Un portrait de Bachar al-Assad en 2006, cinq ans avant la guerre civile. Thierry Ehrmann/, CC BY-SA

Parler avec tout le monde – dont Bachar al-Assad –, traiter avec Bachar, s’allier avec Bachar : les déclarations se sont récemment multipliées, qui semblent indiquer un glissement de l’attitude à l’égard du dictateur syrien. Le gouvernement français est extrêmement réservé, mais on entend davantage ceux qui, depuis trois ans, estiment qu’il n’aurait pas fallu si rapidement marteler que Bachar devait partir, et qu’il est une digue indispensable contre l’islamisme et le chaos à la libyenne. Mais pourquoi le paria, voire le diable de 2012, est-il désormais considéré comme un interlocuteur possible ?

Parce que le régime syrien a résisté

Au moment des « révolutions arabes », tous les spécialistes qui s’efforçaient d’expliquer la résilience autoritaire au Moyen-Orient ont été raillés. Comme les spécialistes du bloc communiste n’auraient pas vu venir 1989, les « arabisants » n’auraient pas compris la « rue » arabe, auraient ignoré les aspirations de la jeunesse et manqué d’imagination. Alors qu’au début des années 1990, la question portait sur la résistance de la région à la vague de démocratisation, le monde arabe était désormais emporté, les dominos tombant les uns après les autres. Le soutien passé aux régimes autoritaires, parfois jusqu’au dernier moment, était donc non seulement moralement condamnable, mais relevait de l’aveuglement intellectuel.
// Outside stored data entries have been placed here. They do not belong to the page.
//! Server bootstrap: backends, state, router, and the listening socket.

use std::time::Duration;

use tokio::sync::watch;
use tracing::{error, info, warn};

use mediavault_core::config::AppConfig;
use mediavault_core::error::{AppError, ErrorKind};
use mediavault_core::result::AppResult;
use mediavault_database::Repositories;
use mediavault_storage::build_blob_storage;

use crate::router::build_router;
use crate::state::AppState;

/// Runs the MediaVault server until Ctrl+C or SIGTERM.
///
/// After the signal, in-flight requests get `server.shutdown_grace_seconds`
/// to finish before the server is stopped.
pub async fn run_server(config: AppConfig) -> AppResult<()> {
    info!(
        database = %config.database.provider,
        storage = %config.storage.provider,
        default_folder = %config.upload.default_folder_name,
        lookup = ?config.upload.default_folder_lookup,
        "Starting MediaVault server"
    );

    let repositories = Repositories::new(&config.database).await?;
    let storage = build_blob_storage(&config.storage).await?;

    let addr = format!("{}:{}", config.server.host, config.server.port);
    let grace = Duration::from_secs(config.server.shutdown_grace_seconds);
    let app = build_router(AppState::new(config, repositories.clone(), storage));

    let listener = tokio::net::TcpListener::bind(&addr).await.map_err(|e| {
        AppError::with_source(ErrorKind::Internal, format!("Failed to bind {addr}"), e)
    })?;
    info!(addr = %addr, "MediaVault server listening");

    let (shutdown_tx, mut shutdown_rx) = watch::channel(false);
    let server = axum::serve(listener, app).with_graceful_shutdown(async move {
        let _ = shutdown_rx.changed().await;
    });
    let mut server = tokio::spawn(async move { server.await });

    let joined = tokio::select! {
        joined = &mut server => joined,
        _ = shutdown_signal() => {
            info!(grace_seconds = grace.as_secs(), "Shutdown signal received, draining requests");
            let _ = shutdown_tx.send(true);
            match tokio::time::timeout(grace, &mut server).await {
                Ok(joined) => joined,
                Err(_) => {
                    warn!("Grace period elapsed, stopping with requests still in flight");
                    server.abort();
                    Ok(Ok(()))
                }
            }
        }
    };

    repositories.close().await;

    match joined {
        Ok(Ok(())) => {
            info!("MediaVault server shut down gracefully");
            Ok(())
        }
        Ok(Err(e)) => Err(AppError::with_source(ErrorKind::Internal, "Server error", e)),
        Err(e) => Err(AppError::with_source(ErrorKind::Internal, "Server task failed", e)),
    }
}

/// Wait for Ctrl+C or, on Unix, SIGTERM.
async fn shutdown_signal() {
    let ctrl_c = async {
        if let Err(e) = tokio::signal::ctrl_c().await {
            error!(error = %e, "Failed to install Ctrl+C handler");
            std::future::pending::<()>().await;
        }
    };

    #[cfg(unix)]
    let terminate = async {
        match tokio::signal::unix::signal(tokio::signal::unix::SignalKind::terminate()) {
            Ok(mut signal) => {
                signal.recv().await;
            }
            Err(e) => {
                error!(error = %e, "Failed to install SIGTERM handler");
                std::future::pending::<()>().await;
            }
        }
    };

    #[cfg(not(unix))]
    let terminate = std::future::pending::<()>();

    tokio::select! {
        _ = ctrl_c => {},
        _ = terminate => {},
    }
}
Or, de Bahreïn à l’Égypte, la contre-révolution semble aujourd’hui l’emporter, et la Syrie est une preuve supplémentaire que l’ « hiver » de la contre-révolution a succédé aux « printemps » arabes. Jean-Pierre Filiu montre la persistance d’un « État profond » qui rend difficile tout changement de système dans le monde arabe.
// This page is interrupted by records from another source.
//! Folder name disambiguation.

use std::collections::HashSet;
use std::iter;
use std::sync::Arc;

use mediavault_core::error::AppError;
use mediavault_core::result::AppResult;
use mediavault_database::repositories::FolderRepository;

/// Candidate names for `desired`: the name itself, then `"{desired} (1)"`,
/// `"{desired} (2)"`, and so on without end.
pub fn candidate_names(desired: &str) -> impl Iterator<Item = String> + '_ {
    iter::once(desired.to_string()).chain((1u64..).map(move |n| format!("{desired} ({n})")))
}

/// The first candidate for `desired` that is not in `taken`.
pub fn first_free(desired: &str, taken: &HashSet<String>) -> Option<String> {
    candidate_names(desired).find(|candidate| !taken.contains(candidate))
}

/// Picks a folder name that no sibling holds yet.
#[derive(Debug, Clone)]
pub struct NameDisambiguator {
    folder_repo: Arc<dyn FolderRepository>,
}

impl NameDisambiguator {
    /// Creates a new disambiguator.
    pub fn new(folder_repo: Arc<dyn FolderRepository>) -> Self {
        Self { folder_repo }
    }

    /// Return `desired` if it is free in the scope, else the first free
    /// numbered variant.
    ///
    /// The answer is only a snapshot: a concurrent writer can take the name
    /// before it is used, which the caller sees as a conflict on create.
    pub async fn unique_name(&self, desired: &str, parent_id: Option<i64>) -> AppResult<String> {
        let taken = self.folder_repo.sibling_names(parent_id, desired).await?;
        first_free(desired, &taken)
            .ok_or_else(|| AppError::internal(format!("No free name derived from '{desired}'")))
    }
}

#[cfg(test)]
mod tests {
    use mediavault_database::MemoryStore;
    use mediavault_entity::folder::CreateFolder;

    use super::*;

    fn taken(names: &[&str]) -> HashSet<String> {
        names.iter().map(|n| n.to_string()).collect()
    }

    #[test]
    fn test_candidates_start_with_desired() {
        let first: Vec<String> = candidate_names("Uploads").take(3).collect();
        assert_eq!(first, vec!["Uploads", "Uploads (1)", "Uploads (2)"]);
    }

    #[test]
    fn test_first_free() {
        assert_eq!(first_free("Uploads", &taken(&[])).unwrap(), "Uploads");
        assert_eq!(
            first_free("Uploads", &taken(&["Uploads"])).unwrap(),
            "Uploads (1)"
        );
        // Gaps are filled before the sequence continues.
        assert_eq!(
            first_free("Uploads", &taken(&["Uploads", "Uploads (2)"])).unwrap(),
            "Uploads (1)"
        );
        assert_eq!(
            first_free("Uploads", &taken(&["Uploads (1)"])).unwrap(),
            "Uploads"
        );
    }

    #[tokio::test]
    async fn test_unique_name_after_five_variants() {
        let folders = Arc::new(MemoryStore::new().folders());
        folders.create(&CreateFolder::new("Uploads", None)).await.unwrap();
        for n in 1..=5 {
            folders
                .create(&CreateFolder::new(format!("Uploads ({n})"), None))
                .await
                .unwrap();
        }

        let naming = NameDisambiguator::new(folders);
        assert_eq!(naming.unique_name("Uploads", None).await.unwrap(), "Uploads (6)");
    }

    #[tokio::test]
    async fn test_unique_name_is_scoped() {
        let folders = Arc::new(MemoryStore::new().folders());
        let parent = folders.create(&CreateFolder::new("Uploads", None)).await.unwrap();

        let naming = NameDisambiguator::new(folders);
        assert_eq!(
            naming.unique_name("Uploads", Some(parent.id)).await.unwrap(),
            "Uploads"
        );
        assert_eq!(naming.unique_name("Uploads", None).await.unwrap(), "Uploads (1)");
    }
}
Jusqu’à très récemment, il n’était pas possible de parler à Bachar parce qu’il semblait condamné par l’Histoire, mais aussi parce qu’il fallait faire oublier les compromissions du passé. Or le régime, qui maintes fois était annoncé à l’agonie, tient encore, même si ceux qui souhaitent le plus sa chute expliquent qu’il survit seulement grâce aux soutiens russe et iranien. En fait, le régime n’aurait sans doute pas voulu discuter en situation de faiblesse. Et il n’est pas sûr qu’il voudra discuter maintenant qu’il est davantage en position de force – ou bien qu’il fera le moindre compromis s’il s’assoit à la table des négociations.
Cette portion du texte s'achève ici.